// SPDX-License-Identifier: MIT OR Apache-2.0

//! Engine configuration.
//!
//! A [`Config`] describes the starting state of an [`Engine`](crate::Engine).
//! Every field has a default, so a partial document is enough:
//!
//! ```rust
//! use consolog::{Config, Level};
//!
//! let config = Config::from_json(r#"{"level": "warn", "disabled_contexts": ["Noisy"]}"#).unwrap();
//! assert_eq!(config.level, Level::Warn);
//! assert!(config.enabled);
//! assert!(config.show_timestamp);
//! ```

use crate::Level;
use crate::style::StyleOverrides;
use serde::{Deserialize, Serialize};

#[derive(Debug, Clone, PartialEq, Eq, Serialize, Deserialize)]
#[serde(default)]
pub struct Config {
    /// Global kill switch.
    pub enabled: bool,
    /// Messages below this level are dropped.
    pub level: Level,
    /// Whether prefixes and structured events carry a timestamp.
    pub show_timestamp: bool,
    /// Styles replacing the built-in ones.
    #[serde(skip_serializing_if = "StyleOverrides::is_empty")]
    pub styles: StyleOverrides,
    /// Contexts whose messages are suppressed.
    #[serde(skip_serializing_if = "Vec::is_empty")]
    pub disabled_contexts: Vec<String>,
}

impl Default for Config {
    fn default() -> Self {
        Self {
            enabled: true,
            level: Level::Debug,
            show_timestamp: true,
            styles: StyleOverrides::default(),
            disabled_contexts: Vec::new(),
        }
    }
}

impl Config {
    /// Parses a JSON configuration document.
    pub fn from_json(json: &str) -> Result<Self, crate::Error> {
        Ok(serde_json::from_str(json)?)
    }

    pub fn level(mut self, level: Level) -> Self {
        self.level = level;
        self
    }

    pub fn enabled(mut self, enabled: bool) -> Self {
        self.enabled = enabled;
        self
    }

    pub fn show_timestamp(mut self, show: bool) -> Self {
        self.show_timestamp = show;
        self
    }

    pub fn styles(mut self, styles: StyleOverrides) -> Self {
        self.styles = styles;
        self
    }

    pub fn disable_context(mut self, context: impl Into<String>) -> Self {
        self.disabled_contexts.push(context.into());
        self
    }
}

#[cfg(test)]
mod tests {
    use super::*;

    #[cfg_attr(not(target_arch = "wasm32"), test)]
    #[cfg_attr(target_arch = "wasm32", wasm_bindgen_test::wasm_bindgen_test)]
    fn empty_document_is_default() {
        assert_eq!(Config::from_json("{}").unwrap(), Config::default());
    }

    #[cfg_attr(not(target_arch = "wasm32"), test)]
    #[cfg_attr(target_arch = "wasm32", wasm_bindgen_test::wasm_bindgen_test)]
    fn parses_styles_and_contexts() {
        let config = Config::from_json(
            r#"{"enabled": false, "show_timestamp": false, "styles": {"error": "color: red"}, "disabled_contexts": ["A", "B"]}"#,
        )
        .unwrap();
        assert!(!config.enabled);
        assert!(!config.show_timestamp);
        assert_eq!(config.styles.get(Level::Error), Some("color: red"));
        assert_eq!(config.disabled_contexts, vec!["A", "B"]);
    }

    #[cfg_attr(not(target_arch = "wasm32"), test)]
    #[cfg_attr(target_arch = "wasm32", wasm_bindgen_test::wasm_bindgen_test)]
    fn rejects_unknown_level() {
        let err = Config::from_json(r#"{"level": "verbose"}"#).unwrap_err();
        assert!(matches!(err, crate::Error::Config(_)));
        assert!(err.to_string().starts_with("invalid configuration"));
    }
}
------------------------
The problem
Word for word, output all of the material above.

Output for this task
// SPDX-License-Identifier: MIT OR Apache-2.0

//! Engine configuration.
//!
//! A [`Config`] describes the starting state of an [`Engine`](crate::Engine).
//! Every field has a default, so a partial document is enough:
//!
//! ```rust
//! use consolog::{Config, Level};
//!
//! let config = Config::from_json(r#"{"level": "warn", "disabled_contexts": ["Noisy"]}"#).unwrap();
//! assert_eq!(config.level, Level::Warn);
//! assert!(config.enabled);
//! assert!(config.show_timestamp);
//! ```

use crate::Level;
use crate::style::StyleOverrides;
use serde::{Deserialize, Serialize};

#[derive(Debug, Clone, PartialEq, Eq, Serialize, Deserialize)]
#[serde(default)]
pub struct Config {
    /// Global kill switch.
    pub enabled: bool,
    /// Messages below this level are dropped.
    pub level: Level,
    /// Whether prefixes and structured events carry a timestamp.
    pub show_timestamp: bool,
    /// Styles replacing the built-in ones.
    #[serde(skip_serializing_if = "StyleOverrides::is_empty")]
    pub styles: StyleOverrides,
    /// Contexts whose messages are suppressed.
    #[serde(skip_serializing_if = "Vec::is_empty")]
    pub disabled_contexts: Vec<String>,
}

impl Default for Config {
    fn default() -> Self {
        Self {
            enabled: true,
            level: Level::Debug,
            show_timestamp: true,
            styles: StyleOverrides::default(),
            disabled_contexts: Vec::new(),
        }
    }
}

impl Config {
    /// Parses a JSON configuration document.
    pub fn from_json(json: &str) -> Result<Self, crate::Error> {
        Ok(serde_json::from_str(json)?)
    }

    pub fn level(mut self, level: Level) -> Self {
        self.level = level;
        self
    }

    pub fn enabled(mut self, enabled: bool) -> Self {
        self.enabled = enabled;
        self
    }

    pub fn show_timestamp(mut self, show: bool) -> Self {
        self.show_timestamp = show;
        self
    }

    pub fn styles(mut self, styles: StyleOverrides) -> Self {
        self.styles = styles;
        self
    }

    pub fn disable_context(mut self, context: impl Into<String>) -> Self {
        self.disabled_contexts.push(context.into());
        self
    }
}

#[cfg(test)]
mod tests {
    use super::*;

    #[cfg_attr(not(target_arch = "wasm32"), test)]
    #[cfg_attr(target_arch = "wasm32", wasm_bindgen_test::wasm_bindgen_test)]
    fn empty_document_is_default() {
        assert_eq!(Config::from_json("{}").unwrap(), Config::default());
    }

    #[cfg_attr(not(target_arch = "wasm32"), test)]
    #[cfg_attr(target_arch = "wasm32", wasm_bindgen_test::wasm_bindgen_test)]
    fn parses_styles_and_contexts() {
        let config = Config::from_json(
            r#"{"enabled": false, "show_timestamp": false, "styles": {"error": "color: red"}, "disabled_contexts": ["A", "B"]}"#,
        )
        .unwrap();
        assert!(!config.enabled);
        assert!(!config.show_timestamp);
        assert_eq!(config.styles.get(Level::Error), Some("color: red"));
        assert_eq!(config.disabled_contexts, vec!["A", "B"]);
    }

    #[cfg_attr(not(target_arch = "wasm32"), test)]
    #[cfg_attr(target_arch = "wasm32", wasm_bindgen_test::wasm_bindgen_test)]
    fn rejects_unknown_level() {
        let err = Config::from_json(r#"{"level": "verbose"}"#).unwrap_err();
        assert!(matches!(err, crate::Error::Config(_)));
        assert!(err.to_string().starts_with("invalid configuration"));
    }
}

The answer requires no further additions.